[[ INFORMATION GIVEN, beginning ]]

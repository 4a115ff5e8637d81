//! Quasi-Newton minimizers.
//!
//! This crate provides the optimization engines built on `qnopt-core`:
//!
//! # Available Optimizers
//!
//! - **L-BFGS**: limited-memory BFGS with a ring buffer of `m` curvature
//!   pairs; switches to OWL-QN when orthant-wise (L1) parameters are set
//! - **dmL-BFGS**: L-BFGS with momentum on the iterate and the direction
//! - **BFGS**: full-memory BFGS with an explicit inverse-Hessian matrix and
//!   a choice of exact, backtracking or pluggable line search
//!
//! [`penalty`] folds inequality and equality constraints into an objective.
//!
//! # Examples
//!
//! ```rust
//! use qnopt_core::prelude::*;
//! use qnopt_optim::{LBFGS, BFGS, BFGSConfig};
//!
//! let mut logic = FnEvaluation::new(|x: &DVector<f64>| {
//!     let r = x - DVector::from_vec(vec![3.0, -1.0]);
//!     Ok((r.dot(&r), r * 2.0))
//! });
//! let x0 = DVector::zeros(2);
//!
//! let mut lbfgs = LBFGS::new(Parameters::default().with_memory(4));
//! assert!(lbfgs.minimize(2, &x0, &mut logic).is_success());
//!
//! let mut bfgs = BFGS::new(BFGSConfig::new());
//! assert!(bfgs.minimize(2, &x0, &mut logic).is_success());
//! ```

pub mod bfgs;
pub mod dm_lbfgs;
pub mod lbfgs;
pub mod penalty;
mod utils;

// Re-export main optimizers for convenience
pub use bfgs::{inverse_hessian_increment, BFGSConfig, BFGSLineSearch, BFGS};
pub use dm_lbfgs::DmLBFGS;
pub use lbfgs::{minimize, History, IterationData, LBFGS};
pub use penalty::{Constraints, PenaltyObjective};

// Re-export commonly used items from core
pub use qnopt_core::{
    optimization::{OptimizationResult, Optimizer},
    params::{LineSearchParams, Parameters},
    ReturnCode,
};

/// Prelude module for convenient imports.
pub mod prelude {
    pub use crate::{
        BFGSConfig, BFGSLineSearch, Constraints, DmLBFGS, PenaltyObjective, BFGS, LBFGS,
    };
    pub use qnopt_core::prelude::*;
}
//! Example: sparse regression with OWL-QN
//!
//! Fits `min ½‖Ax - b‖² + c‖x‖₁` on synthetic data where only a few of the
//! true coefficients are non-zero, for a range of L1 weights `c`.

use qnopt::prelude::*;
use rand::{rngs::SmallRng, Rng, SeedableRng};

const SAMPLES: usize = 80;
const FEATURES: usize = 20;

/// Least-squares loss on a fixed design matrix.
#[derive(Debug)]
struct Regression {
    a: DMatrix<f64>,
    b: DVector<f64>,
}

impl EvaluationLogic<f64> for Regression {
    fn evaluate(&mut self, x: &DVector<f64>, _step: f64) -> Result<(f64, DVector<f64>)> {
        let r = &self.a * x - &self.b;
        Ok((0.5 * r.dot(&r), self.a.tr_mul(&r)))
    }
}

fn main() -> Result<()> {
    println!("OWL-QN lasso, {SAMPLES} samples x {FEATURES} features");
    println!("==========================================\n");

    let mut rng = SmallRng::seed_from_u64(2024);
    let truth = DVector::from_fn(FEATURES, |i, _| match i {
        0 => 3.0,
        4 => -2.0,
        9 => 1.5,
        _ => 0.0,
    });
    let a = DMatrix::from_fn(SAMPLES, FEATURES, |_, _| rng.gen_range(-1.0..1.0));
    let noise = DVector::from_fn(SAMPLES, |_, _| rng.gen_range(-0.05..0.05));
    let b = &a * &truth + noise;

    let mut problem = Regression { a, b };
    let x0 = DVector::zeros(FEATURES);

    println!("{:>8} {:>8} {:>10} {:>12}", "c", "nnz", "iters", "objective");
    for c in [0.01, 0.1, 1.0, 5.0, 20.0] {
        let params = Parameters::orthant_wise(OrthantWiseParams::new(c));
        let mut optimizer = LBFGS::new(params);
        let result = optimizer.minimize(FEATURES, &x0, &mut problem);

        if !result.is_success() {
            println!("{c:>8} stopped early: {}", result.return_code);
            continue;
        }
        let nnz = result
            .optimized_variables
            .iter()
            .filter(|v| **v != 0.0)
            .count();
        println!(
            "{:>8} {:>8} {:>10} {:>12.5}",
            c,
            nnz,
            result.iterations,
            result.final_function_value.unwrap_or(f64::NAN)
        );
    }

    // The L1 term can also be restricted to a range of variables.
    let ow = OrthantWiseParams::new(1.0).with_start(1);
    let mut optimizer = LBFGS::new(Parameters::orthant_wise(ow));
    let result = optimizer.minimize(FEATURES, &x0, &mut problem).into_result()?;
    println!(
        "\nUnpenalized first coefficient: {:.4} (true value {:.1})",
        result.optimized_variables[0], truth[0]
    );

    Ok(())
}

[[ INFORMATION GIVEN, end ]]

» **TASK TO COMPLETE**:
Lines holding "noise": please count them in the data above and reply with the number alone.

» **REPLY TO THE TASK**:
2